I don't think 'prestige' quite captures why some people do law. I think some of us do because we're risk-averse.

Recently my faculty published its Undergraduate Admissions Guide for 2007http://www.law.unsw.edu.au/Future_Students/undergraduate/UgBrochure2007.pdf#view=Fit (2MB, pdf), which will be distributed to this year's HSC cohort. At about page 5 you will find details of corporate law careers and page 17 describes the summer clerkship program.

Every year, 'top tier' law firms throw significant amounts of sponsorship money at law student associations to market their graduate and clerkship programs. They come to us with their glossy brochures, showbags and noveltieshttp://www.sydneylawcareersfair.com.au/index.php, and invite us their offices aloft monolithic skyscrapershttp://www.126phillipstreet.com.au/.
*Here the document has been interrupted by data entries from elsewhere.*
//! Tenant Custom Resource Definition
//!
//! A Tenant describes one isolated workspace on the shared cluster. The
//! operator derives a namespace and an admin RoleBinding from it; everything
//! derived is a pure function of the tenant name.

use std::collections::BTreeSet;
use std::fmt;
use std::str::FromStr;

use kube::core::ObjectList;
use kube::{CustomResource, ResourceExt};
use schemars::JsonSchema;
use serde::{Deserialize, Serialize};

use crate::TENANT_NAMESPACE_PREFIX;

/// Specification for a Tenant
///
/// Example:
/// ```yaml
/// apiVersion: genesis.ai/v1
/// kind: Tenant
/// metadata:
///   name: acme
/// spec:
///   displayName: Acme Corp
///   isolation: namespace
///   quota: medium
///   oidcGroup: acme-platform
///   complianceFrameworks: [soc2, gdpr]
/// ```
#[derive(CustomResource, Clone, Debug, Deserialize, Serialize, JsonSchema, PartialEq)]
#[kube(
    group = "genesis.ai",
    version = "v1",
    kind = "Tenant",
    plural = "tenants",
    shortname = "tn",
    status = "TenantStatus",
    printcolumn = r#"{"name":"Display Name","type":"string","jsonPath":".spec.displayName"}"#,
    printcolumn = r#"{"name":"Isolation","type":"string","jsonPath":".spec.isolation"}"#,
    printcolumn = r#"{"name":"Namespace","type":"string","jsonPath":".status.namespace"}"#,
    printcolumn = r#"{"name":"Age","type":"date","jsonPath":".metadata.creationTimestamp"}"#
)]
#[serde(rename_all = "camelCase")]
pub struct TenantSpec {
    /// Human-readable label, never empty
    pub display_name: String,

    /// Sizing class (defaulted to `medium` at admission)
    #[serde(default, skip_serializing_if = "Option::is_none")]
    pub quota: Option<String>,

    /// External identity group bound to this tenant
    #[serde(default, skip_serializing_if = "Option::is_none")]
    pub oidc_group: Option<String>,

    /// How the tenant's workloads are segregated
    pub isolation: IsolationMode,

    /// ESG reporting feature flag (defaulted to `false` at admission)
    #[serde(default, skip_serializing_if = "Option::is_none")]
    pub esg_enabled: Option<bool>,

    /// Compliance framework identifiers. Order carries no meaning but is
    /// preserved on the wire.
    #[serde(default, skip_serializing_if = "Option::is_none")]
    pub compliance_frameworks: Option<Vec<String>>,
}

impl TenantSpec {
    /// Compliance frameworks as an order-independent set
    pub fn compliance_frameworks(&self) -> BTreeSet<&str> {
        self.compliance_frameworks
            .iter()
            .flatten()
            .map(String::as_str)
            .collect()
    }

    /// Whether ESG reporting is enabled (absent means disabled)
    pub fn esg_enabled(&self) -> bool {
        self.esg_enabled.unwrap_or(false)
    }
}

/// Workload segregation strategy for a tenant
#[derive(Clone, Copy, Debug, Deserialize, Serialize, JsonSchema, PartialEq, Eq, Hash)]
#[serde(rename_all = "lowercase")]
pub enum IsolationMode {
    /// Workloads share the cluster, separated by namespace
    Namespace,
    /// Workloads run on a dedicated cluster
    Cluster,
    /// Workloads are separated at the network layer
    Network,
}

impl IsolationMode {
    /// Every recognized isolation mode, in display order
    pub const ALL: [IsolationMode; 3] = [
        IsolationMode::Namespace,
        IsolationMode::Cluster,
        IsolationMode::Network,
    ];

    /// Wire representation of this mode
    pub fn as_str(&self) -> &'static str {
        match self {
            IsolationMode::Namespace => "namespace",
            IsolationMode::Cluster => "cluster",
            IsolationMode::Network => "network",
        }
    }
}

impl fmt::Display for IsolationMode {
    fn fmt(&self, f: &mut fmt::Formatter<'_>) -> fmt::Result {
        f.write_str(self.as_str())
    }
}

impl FromStr for IsolationMode {
    type Err = String;

    fn from_str(s: &str) -> Result<Self, Self::Err> {
        IsolationMode::ALL
            .into_iter()
            .find(|mode| mode.as_str() == s)
            .ok_or_else(|| format!("unknown isolation mode '{}'", s))
    }
}

/// Observed state of a Tenant
///
/// Only `namespace` is written by the tenant controller. The remaining fields
/// record the state of downstream integrations and are owned by them.
#[derive(Clone, Debug, Default, Deserialize, Serialize, JsonSchema, PartialEq)]
#[serde(rename_all = "camelCase")]
pub struct TenantStatus {
    /// Lifecycle marker
    #[serde(default, skip_serializing_if = "Option::is_none")]
    pub phase: Option<String>,

    /// Resolved namespace name (`tenant-<name>`)
    #[serde(default, skip_serializing_if = "Option::is_none")]
    pub namespace: Option<String>,

    /// Runtime intrusion detection is active for the tenant
    #[serde(default, skip_serializing_if = "Option::is_none")]
    pub falco_enabled: Option<bool>,

    /// Workload identities are registered with the attestation service
    #[serde(default, skip_serializing_if = "Option::is_none")]
    pub spire_registered: Option<bool>,

    /// A backup schedule exists for the tenant namespace
    #[serde(default, skip_serializing_if = "Option::is_none")]
    pub backup_scheduled: Option<bool>,

    /// Latest compliance score
    #[serde(default, skip_serializing_if = "Option::is_none")]
    pub esg_score: Option<f64>,

    /// Timestamp of the last audit
    #[serde(default, skip_serializing_if = "Option::is_none")]
    pub last_audit: Option<String>,
}

impl TenantStatus {
    /// Status carrying only the resolved namespace
    pub fn with_namespace(namespace: impl Into<String>) -> Self {
        Self {
            namespace: Some(namespace.into()),
            ..Default::default()
        }
    }
}

/// A collection of Tenants as returned by a list call
pub type TenantList = ObjectList<Tenant>;

/// Namespace derived from a tenant name
pub fn tenant_namespace_name(tenant: &str) -> String {
    format!("{}{}", TENANT_NAMESPACE_PREFIX, tenant)
}

/// External identity group granted admin rights in the tenant namespace
pub fn tenant_admin_group(tenant: &str) -> String {
    format!("{}{}-admins", TENANT_NAMESPACE_PREFIX, tenant)
}

impl Tenant {
    /// Namespace this tenant owns
    pub fn namespace_name(&self) -> String {
        tenant_namespace_name(&self.name_any())
    }

    /// Admin group for this tenant
    pub fn admin_group(&self) -> String {
        tenant_admin_group(&self.name_any())
    }

    /// Namespace currently recorded in status, if any
    pub fn recorded_namespace(&self) -> Option<&str> {
        self.status.as_ref().and_then(|s| s.namespace.as_deref())
    }

    /// Whether the tenant has been marked for deletion
    pub fn is_deleting(&self) -> bool {
        self.metadata.deletion_timestamp.is_some()
    }
}

#[cfg(test)]
mod tests {
    use super::*;

    fn sample_spec() -> TenantSpec {
        TenantSpec {
            display_name: "Acme Corp".to_string(),
            quota: Some("medium".to_string()),
            oidc_group: None,
            isolation: IsolationMode::Namespace,
            esg_enabled: Some(false),
            compliance_frameworks: None,
        }
    }

    // =========================================================================
    // Naming Stories
    // =========================================================================

    /// Story: derived names depend on nothing but the tenant name
    #[test]
    fn story_derived_names_are_deterministic() {
        assert_eq!(tenant_namespace_name("acme"), "tenant-acme");
        assert_eq!(tenant_admin_group("acme"), "tenant-acme-admins");

        let tenant = Tenant::new("acme", sample_spec());
        for _ in 0..3 {
            assert_eq!(tenant.namespace_name(), "tenant-acme");
            assert_eq!(tenant.admin_group(), "tenant-acme-admins");
        }
    }

    #[test]
    fn recorded_namespace_reads_status() {
        let mut tenant = Tenant::new("acme", sample_spec());
        assert_eq!(tenant.recorded_namespace(), None);

        tenant.status = Some(TenantStatus::with_namespace("tenant-acme"));
        assert_eq!(tenant.recorded_namespace(), Some("tenant-acme"));
    }

    // =========================================================================
    // Isolation Mode
    // =========================================================================

    #[test]
    fn isolation_mode_parses_known_values() {
        for mode in IsolationMode::ALL {
            assert_eq!(mode.as_str().parse::<IsolationMode>(), Ok(mode));
            assert_eq!(mode.to_string(), mode.as_str());
        }
        assert!("global".parse::<IsolationMode>().is_err());
        assert!("Namespace".parse::<IsolationMode>().is_err());
    }

    #[test]
    fn isolation_mode_rejects_unknown_wire_value() {
        let json = r#"{"displayName":"X","isolation":"global"}"#;
        assert!(serde_json::from_str::<TenantSpec>(json).is_err());
    }

    // =========================================================================
    // Serialization Stories
    // =========================================================================

    /// Story: omitted optional fields stay absent after a round trip
    ///
    /// Admission needs to tell "omitted" apart from "explicitly false", so the
    /// model must never materialize defaults on its own.
    #[test]
    fn story_omitted_fields_stay_absent() {
        let json = r#"{"displayName":"Acme Corp","isolation":"cluster"}"#;
        let spec: TenantSpec = serde_json::from_str(json).expect("parse spec");

        assert_eq!(spec.quota, None);
        assert_eq!(spec.esg_enabled, None);
        assert!(!spec.esg_enabled());

        let out = serde_json::to_string(&spec).expect("serialize spec");
        assert_eq!(out, json);
    }

    /// Story: explicit zero values are kept distinct from absence
    #[test]
    fn story_explicit_false_survives() {
        let json = r#"{"displayName":"Acme Corp","isolation":"network","esgEnabled":false}"#;
        let spec: TenantSpec = serde_json::from_str(json).expect("parse spec");
        assert_eq!(spec.esg_enabled, Some(false));
        assert_eq!(serde_json::to_string(&spec).expect("serialize spec"), json);
    }

    /// Story: a persisted Tenant round-trips byte for byte
    #[test]
    fn story_tenant_document_round_trips() {
        let json = concat!(
            r#"{"apiVersion":"genesis.ai/v1","kind":"Tenant","metadata":{"name":"acme"},"#,
            r#""spec":{"displayName":"Acme Corp","quota":"large","oidcGroup":"acme-ops","#,
            r#""isolation":"namespace","esgEnabled":true,"complianceFrameworks":["soc2","gdpr"]},"#,
            r#""status":{"namespace":"tenant-acme","falcoEnabled":true,"esgScore":87.5}}"#
        );

        let tenant: Tenant = serde_json::from_str(json).expect("parse tenant");
        assert_eq!(tenant.name_any(), "acme");
        assert_eq!(tenant.spec.oidc_group.as_deref(), Some("acme-ops"));
        assert_eq!(tenant.recorded_namespace(), Some("tenant-acme"));

        let out = serde_json::to_string(&tenant).expect("serialize tenant");
        assert_eq!(out, json);
    }

    #[test]
    fn compliance_frameworks_compare_as_set() {
        let mut a = sample_spec();
        a.compliance_frameworks = Some(vec!["soc2".to_string(), "gdpr".to_string()]);
        let mut b = sample_spec();
        b.compliance_frameworks = Some(vec!["gdpr".to_string(), "soc2".to_string()]);

        assert_eq!(a.compliance_frameworks(), b.compliance_frameworks());
        assert!(sample_spec().compliance_frameworks().is_empty());
    }

    #[test]
    fn tenant_list_decodes() {
        let json = r#"{
            "apiVersion": "genesis.ai/v1",
            "kind": "TenantList",
            "metadata": {"resourceVersion": "42"},
            "items": [
                {"apiVersion":"genesis.ai/v1","kind":"Tenant","metadata":{"name":"acme"},
                 "spec":{"displayName":"Acme Corp","isolation":"namespace"}},
                {"apiVersion":"genesis.ai/v1","kind":"Tenant","metadata":{"name":"globex"},
                 "spec":{"displayName":"Globex","isolation":"cluster"}}
            ]
        }"#;

        let list: TenantList = serde_json::from_str(json).expect("parse list");
        let names: Vec<String> = list.items.iter().map(|t| t.name_any()).collect();
        assert_eq!(names, vec!["acme", "globex"]);
        assert_eq!(list.items[1].spec.isolation, IsolationMode::Cluster);
    }

    #[test]
    fn yaml_manifest_parses() {
        let yaml = r#"
apiVersion: genesis.ai/v1
kind: Tenant
metadata:
  name: initech
spec:
  displayName: Initech
  isolation: network
  complianceFrameworks:
    - hipaa
"#;
        let tenant: Tenant = serde_yaml::from_str(yaml).expect("parse yaml");
        assert_eq!(tenant.namespace_name(), "tenant-initech");
        assert_eq!(tenant.spec.isolation, IsolationMode::Network);
        assert_eq!(
            tenant.spec.compliance_frameworks(),
            BTreeSet::from(["hipaa"])
        );
    }
}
And we are drawn to it. the big firm culture. the smiles on the graduate pictures. the swanky offices with comfy designer chairs.

On one hand, I would like to think of myself as an individual. I do not want to be seen as a typical commerce law student, battery-farmed for top-tier/Big 4/investment banking employment.

On the other hand, what else am I to do? one finishes undergraduate combined law in five or so years, knows very little about the law in its practice, and is not fit for self-employment. not all of us have entrepreneurial talents or can become the next Matthew Reillyhttp://www.matthewreilly.com/.

Where does that leave us? We fall back on what we can do, namely risk-aversive, steady-income graduate offers at corporations, in corporate law, accounting and finance.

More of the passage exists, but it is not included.